[sword-devel] Sword Locales / German Umlaut Issues / AndroidBuild

Tobias Klein contact at tklein.info
Sun Feb 7 08:59:10 EST 2021


Hi Troy,

Thanks once more for all the details! I appreciate it.

I just grepped quickly in the SWORD source code (grep -r "upperUTF8" .  
| grep -v ".svn") and the method upperUTF8 appears to be only used in 
the following places:

./src/keys/versekey.cpp: stringMgr->upperUTF8(abbr, (unsigned 
int)(strlen(abbr)*2));
./src/keys/versekey.cpp: stringMgr->upperUTF8(abbr, (unsigned 
int)(strlen(abbr)*2));
./utilities/imp2gbs.cpp: 
StringMgr::getSystemStringMgr()->upperUTF8(keyBuffer.getRawData(), size-2);

I think neither of those is currently used in Ezra Project, though. At 
the moment I do not have the use case to parse verse keys based on any 
special Unicode inputs. I am only using the standard English 
abbreviations for verse keys and that only happens internally. So, in 
this case I may just process the locales.d files directly in node.js / 
JavaScript.

Regarding node-sword-interface and the build process for mobile 
platforms ... currently I have only tried Android, which works fine. iOS 
should technically work as well, but I have not tried that yet.
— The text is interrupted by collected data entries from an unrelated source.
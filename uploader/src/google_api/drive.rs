//! Google Drive v3 types and calls.

use crate::google_api::client::GoogleClient;
use crate::google_api::types::{Page, paged};
use crate::reconcile::RemoteFile;
use bytes::Bytes;
use eyre::Context;
use http::Method;
use serde::Deserialize;
use std::collections::VecDeque;
use tokio_stream::{Stream, StreamExt};
use tracing::instrument;

/// Drive's maximum page size for `files.list`.
const MAX_PAGE_SIZE: u32 = 1000;

/// Response structure for the `files.list` API call, restricted to the requested fields.
///
/// See: <https://developers.google.com/drive/api/reference/rest/v3/files/list>
#[derive(Debug, Deserialize)]
#[serde(rename_all = "camelCase")]
struct FileList {
    #[serde(default)]
    files: VecDeque<DriveFile>,
    next_page_token: Option<String>,
}

/// A `file` resource with only `id`, `name`, and `size` requested.
#[derive(Debug, Deserialize)]
struct DriveFile {
    id: String,
    name: String,
    /// Drive encodes int64 values as decimal strings.
    size: Option<String>,
}

impl DriveFile {
    fn into_remote_file(self) -> eyre::Result<RemoteFile> {
        let size = match self.size {
            Some(size) => size
                .parse()
                .with_context(|| format!("parse size {size:?} of file {}", self.id))?,
            None => 0,
        };
        Ok(RemoteFile {
            id: self.id,
            name: self.name,
            size,
        })
    }
}

/// Raw content of a Drive file, as it arrives.
pub type ContentStream = std::pin::Pin<Box<dyn Stream<Item = reqwest::Result<Bytes>> + Send>>;

impl GoogleClient {
    /// Returns a paginated stream of all files whose parent is `folder_id`.
    ///
    /// Files from shared drives are included.
    ///
    /// # API Reference
    ///
    /// <https://developers.google.com/drive/api/reference/rest/v3/files/list>
    #[instrument(skip(self))]
    pub fn list_folder<'a>(
        &'a self,
        folder_id: &'a str,
    ) -> impl Stream<Item = eyre::Result<RemoteFile>> + 'a {
        paged(move |page_token| async move {
            let page = self
                .list_files_internal(folder_id, MAX_PAGE_SIZE, page_token)
                .await?;
            Ok::<_, eyre::Report>(Page {
                items: page
                    .files
                    .into_iter()
                    .map(DriveFile::into_remote_file)
                    .collect::<eyre::Result<_>>()?,
                next_page_token: page.next_page_token,
            })
        })
    }

    /// Collects every file in `folder_id`, in the order Drive lists them.
    pub async fn list_files(&self, folder_id: &str) -> eyre::Result<Vec<RemoteFile>> {
        let mut files = Vec::new();
        let mut stream = std::pin::pin!(self.list_folder(folder_id));
        while let Some(file) = stream.next().await {
            files.push(file.context("fetch file")?);
        }
        Ok(files)
    }

    /// Streams the content of a file.
    ///
    /// # API Reference
    ///
    /// <https://developers.google.com/drive/api/guides/manage-downloads>
    #[instrument(skip(self))]
    pub async fn download_file(&self, file_id: &str) -> eyre::Result<ContentStream> {
        let url = format!("{}/files/{}", self.endpoints().drive, file_id);
        let query_params = [("alt", "media"), ("supportsAllDrives", "true")];

        let response = self
            .make_authenticated_request(Method::GET, &url, Some(&query_params), None::<&()>)
            .await
            .context("start file download")?;

        Ok(Box::pin(response.bytes_stream()))
    }

    /// Moves a file from one parent folder to another.
    ///
    /// Works across shared drives.
    ///
    /// # API Reference
    ///
    /// <https://developers.google.com/drive/api/reference/rest/v3/files/update>
    #[instrument(skip(self))]
    pub async fn move_file(&self, file_id: &str, from_folder: &str, to_folder: &str) -> eyre::Result<()> {
        let url = format!("{}/files/{}", self.endpoints().drive, file_id);
        let query_params = [
            ("addParents", to_folder),
            ("removeParents", from_folder),
            ("supportsAllDrives", "true"),
            ("fields", "id,parents"),
        ];

        self.make_authenticated_request(
            Method::PATCH,
            &url,
            Some(&query_params),
            Some(&serde_json::json!({})),
        )
        .await?;

        tracing::debug!(file_id, to_folder, "moved file");
        Ok(())
    }

    async fn list_files_internal(
        &self,
        folder_id: &str,
        page_size: u32,
        page_token: Option<String>,
    ) -> eyre::Result<FileList> {
        let url = format!("{}/files", self.endpoints().drive);
        let q = format!("'{}' in parents", escape_query_literal(folder_id));
        let page_size = page_size.to_string();
        let mut query_params = vec![
            ("q", q.as_str()),
            ("corpora", "allDrives"),
            ("includeItemsFromAllDrives", "true"),
            ("supportsAllDrives", "true"),
            ("fields", "nextPageToken,files(id,name,size)"),
            ("pageSize", page_size.as_str()),
        ];

        if let Some(ref token) = page_token {
            query_params.push(("pageToken", token.as_str()));
        }

        let response = self
            .make_authenticated_request(Method::GET, &url, Some(&query_params), None::<&()>)
            .await?;

        let files: FileList = response
            .json()
            .await
            .context("parse Drive files API response as JSON")?;

        tracing::debug!(
            folder_id,
            returned_items = files.files.len(),
            more = files.next_page_token.is_some(),
            "fetched files"
        );

        Ok(files)
    }
}

/// Escapes a value for use inside a single-quoted Drive query string.
fn escape_query_literal(s: &str) -> String {
    s.replace('\\', "\\\\").replace('\'', "\\'")
}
The 
boiler plate work to make all that happen smoothly is provided by the 
nodejs-mobile <https://code.janeasystems.com/nodejs-mobile> cordova 
plugin. That plugin contains build scripts that seemlessly compile any 
native node.js addons like node-sword-interface or also the sqlite3 
module that I am using.

And since I am now using an API compatible runtime environment both for 
Electron/nodejs and Cordova/nodejs-mobile I did not have to add any 
additional glue code. One risk I see with this approach is that the guys 
who provide nodejs-mobile discontinue their work for some reason. It's 
essentially a completely separately maintained fork of nodejs (it has 
nothing to do with V8 actually). Originally it is based on the 
ChakraCore JavaScript engine of the Microsoft Edge browser. But the 
nodejs-mobile guys ported it to Android and iOS ...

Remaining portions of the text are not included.